Mit diesen Informationen lässt sich der Zeitraum der Handlung grob eingrenzen – offenbar befinden wir uns Anfang der 2000er-Jahre.
So wird dann auch manche nicht ganz zeitgemäß erscheinende Einstellung eher verständlich. Vielleicht wollte die Autorin die Zeitebene ja ganz bewusst nicht frühzeitig klären. Mir persönlich hätte eine frühere Einordnung den Einstieg und die Orientierung jedoch immens erleichtert.

Worum geht es?

Der 16-jährige Dominik wächst bei seinem alleinerziehenden Vater auf, der ein Bestattungsinstitut führt, das Dominik später übernehmen soll. Sein Leben verändert sich abrupt, als er den sehr selbstbewussten Mitschüler Biff kennenlernt. Durch die Freundschaft und die intensiven Gefühle für Biff beginnt Dominik, sein bisheriges Leben und die Erwartungen seines Vaters zu hinterfragen. Der Sommer wird für ihn zu einer Zeit der Selbstfindung, in der er seinen eigenen Weg und seine Identität entdecken muss.

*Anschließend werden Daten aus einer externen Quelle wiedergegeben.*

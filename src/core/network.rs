//! # Collective Communication Module
//!
//! Typed surface over the collective transport consumed by the reduction,
//! the tagged communicator handle a task context hands out, and an
//! in-process shared-memory transport whose ranks are threads of one
//! process.

use crate::config::CollectiveConfig;
use crate::core::error::{CollectiveError, Result};
use std::fmt;
use std::sync::{Arc, Condvar, Mutex, MutexGuard};

/// Status reported by a collective call
#[derive(Debug, Clone, Copy, PartialEq, Eq)]
pub enum CollStatus {
    Success,
    Failure,
}

/// Element type of a collective call
#[derive(Debug, Clone, Copy, PartialEq, Eq)]
pub enum CollDataType {
    /// IEEE-754 double precision
    Float64,
}

impl CollDataType {
    pub fn size_in_bytes(&self) -> usize {
        match self {
            CollDataType::Float64 => std::mem::size_of::<f64>(),
        }
    }
}

/// A pre-established collective channel.
///
/// Implementations move each rank's contribution to every other rank. They
/// report problems through [`CollStatus`] instead of panicking.
pub trait CollectiveTransport: Send + Sync + fmt::Debug {
    /// Rank of the caller within the channel
    fn rank(&self) -> usize;

    /// Number of ranks bound to the channel
    fn num_ranks(&self) -> usize;

    /// Gather `count` elements of `send` from every rank into `recv`, block
    /// `i` holding rank `i`'s contribution. Blocks until every rank has
    /// called it.
    fn all_gather(
        &self,
        send: &[f64],
        recv: &mut [f64],
        count: usize,
        dtype: CollDataType,
    ) -> CollStatus;
}

/// CPU collective handle. Cloning shares the underlying channel; the owning
/// context controls its lifetime.
#[derive(Debug, Clone)]
pub struct CpuCommunicator {
    transport: Arc<dyn CollectiveTransport>,
}

impl CpuCommunicator {
    pub fn new(transport: Arc<dyn CollectiveTransport>) -> Self {
        CpuCommunicator { transport }
    }

    pub fn rank(&self) -> usize {
        self.transport.rank()
    }

    pub fn num_ranks(&self) -> usize {
        self.transport.num_ranks()
    }

    pub fn all_gather(
        &self,
        send: &[f64],
        recv: &mut [f64],
        count: usize,
        dtype: CollDataType,
    ) -> CollStatus {
        self.transport.all_gather(send, recv, count, dtype)
    }
}

/// Communicator handle as obtained from a task context, tagged by backend.
#[derive(Debug, Clone)]
#[non_exhaustive]
pub enum Communicator {
    /// Host-side collective channel
    Cpu(CpuCommunicator),
}

impl Communicator {
    /// The CPU collective, if this handle is one
    pub fn as_cpu(&self) -> Option<&CpuCommunicator> {
        match self {
            Communicator::Cpu(comm) => Some(comm),
        }
    }
}

impl From<CpuCommunicator> for Communicator {
    fn from(comm: CpuCommunicator) -> Self {
        Communicator::Cpu(comm)
    }
}

#[derive(Debug, Clone, Copy, PartialEq, Eq)]
enum RoundPhase {
    /// Ranks are depositing their blocks
    Filling,
    /// Every block is in; ranks are copying the result out
    Draining,
}

/// Shared state of one in-process rank group
#[derive(Debug)]
struct GatherState {
    phase: RoundPhase,
    /// Incremented each time a round opens for draining
    generation: u64,
    arrived: usize,
    departed: usize,
    /// Element count agreed for the current round
    count: Option<usize>,
    /// Set when ranks disagree on the count; the whole round fails
    mismatched: bool,
    staging: Vec<f64>,
}

impl Default for GatherState {
    fn default() -> Self {
        Self {
            phase: RoundPhase::Filling,
            generation: 0,
            arrived: 0,
            departed: 0,
            count: None,
            mismatched: false,
            staging: Vec::new(),
        }
    }
}

#[derive(Debug)]
struct SharedGroup {
    num_ranks: usize,
    state: Mutex<GatherState>,
    changed: Condvar,
}

impl SharedGroup {
    fn lock(&self) -> MutexGuard<'_, GatherState> {
        // A rank that panicked mid-round leaves the data consistent enough
        // for the others to observe the failure, so recover from poisoning.
        self.state.lock().unwrap_or_else(|e| e.into_inner())
    }

    fn wait<'a>(&self, guard: MutexGuard<'a, GatherState>) -> MutexGuard<'a, GatherState> {
        self.changed.wait(guard).unwrap_or_else(|e| e.into_inner())
    }
}

/// Group of ranks sharing one address space.
///
/// Each rank gets its own [`LocalRank`] transport and must drive it from its
/// own thread: `all_gather` is a barrier and a single thread calling it for
/// two ranks deadlocks.
#[derive(Debug, Clone)]
pub struct LocalCollective {
    shared: Arc<SharedGroup>,
}

impl LocalCollective {
    /// Create a group of `num_ranks` ranks
    pub fn new(num_ranks: usize) -> Result<Self> {
        if num_ranks == 0 {
            return Err(CollectiveError::invalid_parameter(
                "num_ranks",
                "0",
                "must be at least 1",
            ));
        }

        log::debug!("Local collective created: num_ranks={}", num_ranks);

        Ok(LocalCollective {
            shared: Arc::new(SharedGroup {
                num_ranks,
                state: Mutex::new(GatherState::default()),
                changed: Condvar::new(),
            }),
        })
    }

    /// Create a group sized by the configuration
    pub fn from_config(config: &CollectiveConfig) -> Result<Self> {
        config.validate()?;
        Self::new(config.num_ranks)
    }

    pub fn num_ranks(&self) -> usize {
        self.shared.num_ranks
    }

    /// Transport endpoint for one rank
    pub fn rank(&self, rank: usize) -> Result<LocalRank> {
        if rank >= self.shared.num_ranks {
            return Err(CollectiveError::invalid_parameter(
                "rank",
                rank.to_string(),
                format!("must be below num_ranks ({})", self.shared.num_ranks),
            ));
        }
        Ok(LocalRank {
            rank,
            shared: Arc::clone(&self.shared),
        })
    }

    /// One CPU communicator per rank, ordered by rank
    pub fn communicators(&self) -> Vec<CpuCommunicator> {
        (0..self.shared.num_ranks)
            .map(|rank| {
                CpuCommunicator::new(Arc::new(LocalRank {
                    rank,
                    shared: Arc::clone(&self.shared),
                }))
            })
            .collect()
    }
}

/// One rank's endpoint of a [`LocalCollective`]
#[derive(Debug)]
pub struct LocalRank {
    rank: usize,
    shared: Arc<SharedGroup>,
}

impl LocalRank {
    fn deposit(&self, state: &mut GatherState, send: &[f64], count: usize) {
        let n = self.shared.num_ranks;
        match state.count {
            None => {
                state.count = Some(count);
                state.staging.clear();
                state.staging.resize(n * count, 0.0);
            }
            Some(agreed) if agreed != count => {
                log::warn!(
                    "rank {} gathered count {} but the round agreed on {}",
                    self.rank,
                    count,
                    agreed
                );
                state.mismatched = true;
            }
            Some(_) => {}
        }

        if !state.mismatched {
            let start = self.rank * count;
            state.staging[start..start + count].copy_from_slice(&send[..count]);
        }
    }
}

impl CollectiveTransport for LocalRank {
    fn rank(&self) -> usize {
        self.rank
    }

    fn num_ranks(&self) -> usize {
        self.shared.num_ranks
    }

    fn all_gather(
        &self,
        send: &[f64],
        recv: &mut [f64],
        count: usize,
        dtype: CollDataType,
    ) -> CollStatus {
        let n = self.shared.num_ranks;

        // Local argument errors fail before joining the round
        if dtype != CollDataType::Float64 || send.len() < count || recv.len() != n * count {
            log::warn!(
                "rank {} all_gather rejected: send={}, recv={}, count={}, num_ranks={}",
                self.rank,
                send.len(),
                recv.len(),
                count,
                n
            );
            return CollStatus::Failure;
        }

        let mut state = self.shared.lock();

        // Wait for the previous round to drain
        while state.phase == RoundPhase::Draining {
            state = self.shared.wait(state);
        }

        self.deposit(&mut state, send, count);
        state.arrived += 1;

        if state.arrived == n {
            state.phase = RoundPhase::Draining;
            state.generation = state.generation.wrapping_add(1);
            self.shared.changed.notify_all();
        } else {
            let generation = state.generation;
            while state.generation == generation {
                state = self.shared.wait(state);
            }
        }

        let status = if state.mismatched {
            CollStatus::Failure
        } else {
            recv.copy_from_slice(&state.staging);
            CollStatus::Success
        };

        state.departed += 1;
        if state.departed == n {
            state.phase = RoundPhase::Filling;
            state.arrived = 0;
            state.departed = 0;
            state.count = None;
            state.mismatched = false;
            self.shared.changed.notify_all();
        }

        status
    }
}

#[cfg(test)]
mod tests {
    use super::*;
    use std::thread;

    #[test]
    fn test_data_type_size() {
        assert_eq!(CollDataType::Float64.size_in_bytes(), 8);
    }

    #[test]
    fn test_local_collective_requires_ranks() {
        assert!(LocalCollective::new(0).is_err());
        let group = LocalCollective::new(2).unwrap();
        assert!(group.rank(1).is_ok());
        assert!(group.rank(2).is_err());
    }

    #[test]
    fn test_communicators_are_ordered_by_rank() {
        let group = LocalCollective::new(3).unwrap();
        let comms = group.communicators();
        assert_eq!(comms.len(), 3);
        for (i, comm) in comms.iter().enumerate() {
            assert_eq!(comm.rank(), i);
            assert_eq!(comm.num_ranks(), 3);
            let handle = Communicator::from(comm.clone());
            assert_eq!(handle.as_cpu().map(|c| c.rank()), Some(i));
        }
    }

    #[test]
    fn test_single_rank_all_gather() {
        let group = LocalCollective::new(1).unwrap();
        let rank = group.rank(0).unwrap();
        let mut recv = vec![0.0; 3];
        let status = rank.all_gather(&[1.0, 2.0, 3.0], &mut recv, 3, CollDataType::Float64);
        assert_eq!(status, CollStatus::Success);
        assert_eq!(recv, vec![1.0, 2.0, 3.0]);
    }

    #[test]
    fn test_all_gather_orders_blocks_by_rank() {
        let group = LocalCollective::new(4).unwrap();

        let results: Vec<Vec<f64>> = thread::scope(|s| {
            let handles: Vec<_> = (0..4)
                .map(|r| {
                    let rank = group.rank(r).unwrap();
                    s.spawn(move || {
                        let send = [r as f64, 10.0 * r as f64];
                        let mut recv = vec![0.0; 8];
                        let status = rank.all_gather(&send, &mut recv, 2, CollDataType::Float64);
                        assert_eq!(status, CollStatus::Success);
                        recv
                    })
                })
                .collect();
            handles.into_iter().map(|h| h.join().unwrap()).collect()
        });

        let expected = vec![0.0, 0.0, 1.0, 10.0, 2.0, 20.0, 3.0, 30.0];
        for recv in results {
            assert_eq!(recv, expected);
        }
    }

    #[test]
    fn test_rounds_are_reusable() {
        let group = LocalCollective::new(3).unwrap();

        thread::scope(|s| {
            for r in 0..3 {
                let rank = group.rank(r).unwrap();
                s.spawn(move || {
                    for round in 0..50 {
                        let send = [(round * 3 + r) as f64];
                        let mut recv = vec![0.0; 3];
                        let status = rank.all_gather(&send, &mut recv, 1, CollDataType::Float64);
                        assert_eq!(status, CollStatus::Success);
                        let base = (round * 3) as f64;
                        assert_eq!(recv, vec![base, base + 1.0, base + 2.0]);
                    }
                });
            }
        });
    }

    #[test]
    fn test_wrong_recv_size_fails_locally() {
        let group = LocalCollective::new(2).unwrap();
        let rank = group.rank(0).unwrap();
        let mut recv = vec![0.0; 3];
        let status = rank.all_gather(&[1.0, 2.0], &mut recv, 2, CollDataType::Float64);
        assert_eq!(status, CollStatus::Failure);
        assert_eq!(recv, vec![0.0; 3]);
    }

    #[test]
    fn test_count_mismatch_fails_every_rank() {
        let group = LocalCollective::new(2).unwrap();

        let statuses: Vec<CollStatus> = thread::scope(|s| {
            let handles: Vec<_> = (0..2)
                .map(|r| {
                    let rank = group.rank(r).unwrap();
                    s.spawn(move || {
                        let count = r + 1;
                        let send = vec![1.0; count];
                        let mut recv = vec![0.0; 2 * count];
                        rank.all_gather(&send, &mut recv, count, CollDataType::Float64)
                    })
                })
                .collect();
            handles.into_iter().map(|h| h.join().unwrap()).collect()
        });

        assert_eq!(statuses, vec![CollStatus::Failure, CollStatus::Failure]);
    }
}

„Restsommer“ erzählt eindringlich vom Erwachsenwerden, von Erwartungen und von dem schwierigen Prozess, den eigenen Weg zu finden. Besonders gelungen ist dabei die ruhige und unaufgeregte Art, mit der Dominiks Entwicklung geschildert wird. Seine Gedanken und Gefühle wirken durchgehend authentisch und nachvollziehbar. Seine Unsicherheit, seine Sehnsucht nach einem selbstbestimmten Leben und sein innerer Konflikt sind glaubwürdig dargestellt. Er steht zwischen der Erwartung, den Weg seines Vaters fortzuführen, und dem Wunsch, sich davon zu lösen und eigene Entscheidungen zu treffen. Diese Zerrissenheit belastet nicht nur sein Verhältnis zu seinem Vater, sondern immer stärker auch seine Beziehungen zu seinen Freunden.
Kea von Garnier hat eine unglaublich empathische Art, mit ihren Figuren mitzufühlen.

Vom Gefühl her hat mich „Restsommer“ stark an Coming-of-Age-Romane wie „Tschick“ von Wolfgang Herrndorf und „Klapper“ von Kurt Prödel erinnert. Wie in diesen Büchern geht es weniger um eine äußere Handlung als um innere Veränderung. Man kommt den Figuren sehr nahe und fühlt sich stellenweise an die eigene Jugend erinnert.
Der Schreibstil ist klar, flüssig und zugleich stimmungsvoll. Die Geschichte wirkt nie zu konstruiert.
Ein kleiner Kritikpunkt ist, dass manche Entwicklungen wohl bewusst offen bleiben; hier hätte ich mir stellenweise mehr Klarheit und auch mehr Konsequenz gewünscht.

„Restsommer“ ist ein  eindringlicher und authentischer Roman über das Erwachsenwerden und den Mut, einen eigenen Weg zu suchen.

Leseempfehlung: ein toller Debütroman von Kea von Garnier.